Prescription Drug Price Relief Act of 2025
The Prescription Drug Price Relief Act of 2025 aims to lower U.S. prescription drug costs by targeting drugs it deems excessively priced and dismantling government-granted monopolies on those drugs. The bill creates a process to identify brand-name drugs whose domestic prices exceed the median price in five reference countries (Canada, the United Kingdom, Germany, France, and Japan). If a drug is deemed excessive, the government would void exclusivities that protect the brand-name drug and issue open, non-exclusive licenses to allow others to manufacture and sell the drug in the United States, with the condition that royalty payments are made to patent or data holders. An expedited path for generics/biosimilars would be available, and there are civil actions and penalties intended to discourage price increases during the transition.
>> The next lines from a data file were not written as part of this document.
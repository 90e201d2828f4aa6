//! # Chunk Iteration Module
//!
//! This module provides an iterator for traversing all non-air blocks in a
//! chunk in storage order (X fastest, then Z, then Y).

use cgmath::Point3;

use crate::engine_state::voxels::block::BlockType;

use super::{Chunk, CHUNK_SIZE};

/// An iterator over all non-air blocks in a chunk.
///
/// Yields the local position of each solid cell together with its type. Air
/// cells are skipped, so the mesher never looks at empty space.
pub struct ChunkBlockIterator<'a> {
    /// Reference to the chunk being iterated over
    chunk_ref: &'a Chunk,
    /// Next storage index to inspect
    index: usize,
}

impl<'a> ChunkBlockIterator<'a> {
    /// Creates a new `ChunkBlockIterator` positioned before the first cell.
    pub fn new(chunk_ref: &'a Chunk) -> Self {
        ChunkBlockIterator {
            chunk_ref,
            index: 0,
        }
    }
}

impl<'a> Iterator for ChunkBlockIterator<'a> {
    type Item = (Point3<i32>, BlockType);

    fn next(&mut self) -> Option<Self::Item> {
        while self.index < CHUNK_SIZE {
            let index = self.index;
            self.index += 1;

            let block_type = self.chunk_ref.blocks[index].block_type();
            if block_type.is_air() {
                continue;
            }

            return Some((Chunk::local_position(index), block_type));
        }

        None
    }

    fn size_hint(&self) -> (usize, Option<usize>) {
        (0, Some(CHUNK_SIZE - self.index))
    }
}

#[cfg(test)]
mod tests {
    use crate::engine_state::voxels::coords::ChunkPosition;

    use super::*;

    #[test]
    fn empty_chunk_yields_nothing() {
        let chunk = Chunk::new(ChunkPosition::new(0, 0));
        assert_eq!(chunk.solid_blocks().count(), 0);
    }

    #[test]
    fn yields_solid_blocks_with_their_positions_in_storage_order() {
        let mut chunk = Chunk::new(ChunkPosition::new(0, 0));
        chunk.set_block(3, 7, 2, BlockType::Stone);
        chunk.set_block(0, 0, 0, BlockType::Dirt);
        chunk.set_block(15, 31, 15, BlockType::IronOre);

        let blocks: Vec<_> = chunk.solid_blocks().collect();
        assert_eq!(
            blocks,
            vec![
                (Point3::new(0, 0, 0), BlockType::Dirt),
                (Point3::new(3, 7, 2), BlockType::Stone),
                (Point3::new(15, 31, 15), BlockType::IronOre),
            ]
        );
    }
}
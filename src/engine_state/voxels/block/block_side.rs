//! # Block Side Module
//!
//! This module defines the six faces of a voxel block together with the
//! geometry each face contributes to a mesh: its outward normal, the offset of
//! the neighbouring cell that can hide it and the unit-cube corners of the quad.

use cgmath::Vector3;

/// Represents the six possible faces of a voxel block.
///
/// The order is: [RIGHT, LEFT, TOP, BOTTOM, FRONT, BACK], i.e. ±X, ±Y, ±Z.
#[derive(PartialEq, Eq, Hash, Copy, Clone, Debug)]
pub enum BlockSide {
    /// The face pointing towards positive X
    Right = 0,

    /// The face pointing towards negative X
    Left = 1,

    /// The face pointing towards positive Y
    Top = 2,

    /// The face pointing towards negative Y
    Bottom = 3,

    /// The face pointing towards positive Z
    Front = 4,

    /// The face pointing towards negative Z
    Back = 5,
}

/// Corners of each face on the unit cube, counter-clockwise when seen from
/// outside the block. Indexed by `BlockSide as usize`.
#[rustfmt::skip]
const FACE_CORNERS: [[[i32; 3]; 4]; 6] = [
    [[1, 0, 0], [1, 1, 0], [1, 1, 1], [1, 0, 1]], // RIGHT
    [[0, 0, 1], [0, 1, 1], [0, 1, 0], [0, 0, 0]], // LEFT
    [[0, 1, 1], [1, 1, 1], [1, 1, 0], [0, 1, 0]], // TOP
    [[0, 0, 0], [1, 0, 0], [1, 0, 1], [0, 0, 1]], // BOTTOM
    [[0, 0, 1], [1, 0, 1], [1, 1, 1], [0, 1, 1]], // FRONT
    [[1, 0, 0], [0, 0, 0], [0, 1, 0], [1, 1, 0]], // BACK
];

impl BlockSide {
    /// Returns all six block faces in a consistent order.
    pub fn all() -> [BlockSide; 6] {
        [
            BlockSide::Right,
            BlockSide::Left,
            BlockSide::Top,
            BlockSide::Bottom,
            BlockSide::Front,
            BlockSide::Back,
        ]
    }

    /// Offset from a block to the neighbour that shares this face.
    pub fn offset(self) -> Vector3<i32> {
        match self {
            BlockSide::Right => Vector3::new(1, 0, 0),
            BlockSide::Left => Vector3::new(-1, 0, 0),
            BlockSide::Top => Vector3::new(0, 1, 0),
            BlockSide::Bottom => Vector3::new(0, -1, 0),
            BlockSide::Front => Vector3::new(0, 0, 1),
            BlockSide::Back => Vector3::new(0, 0, -1),
        }
    }

    /// The outward unit normal of this face.
    pub fn normal(self) -> Vector3<f32> {
        self.offset().cast::<f32>().unwrap_or(Vector3::new(0.0, 0.0, 0.0))
    }

    /// The two axes spanning the plane of this face, as unit offsets.
    ///
    /// These are the directions in which ambient occlusion looks for occluders.
    pub fn tangents(self) -> [Vector3<i32>; 2] {
        match self {
            BlockSide::Right | BlockSide::Left => [Vector3::new(0, 1, 0), Vector3::new(0, 0, 1)],
            BlockSide::Top | BlockSide::Bottom => [Vector3::new(1, 0, 0), Vector3::new(0, 0, 1)],
            BlockSide::Front | BlockSide::Back => [Vector3::new(1, 0, 0), Vector3::new(0, 1, 0)],
        }
    }

    /// Unit-cube corners of the quad for this face, counter-clockwise from outside.
    pub fn corners(self) -> &'static [[i32; 3]; 4] {
        &FACE_CORNERS[self as usize]
    }
}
The proposal also requires manufacturers to report detailed pricing and development information to a public database and to Congress, with penalties for noncompliance. Overall, the bill seeks to rapidly introduce competition for overpriced drugs to lower patient costs, while providing a structured framework for royalties to patent holders and for monitoring and transparency.
Key Points
- 1Identify excessively priced drugs using international reference pricing and other factors
- 2- Within 30 days of enactment, the Secretary must set up a review process. A drug is considered excessive if its domestic price exceeds the median price in the reference countries, assessed against listed factors. If data from at least 3 of the 5 reference countries exist, a determination can be made; if not, the Secretary uses additional factors (patient population size, drug value, development costs, health outcomes, global revenues, and inflation-relative price changes) to decide.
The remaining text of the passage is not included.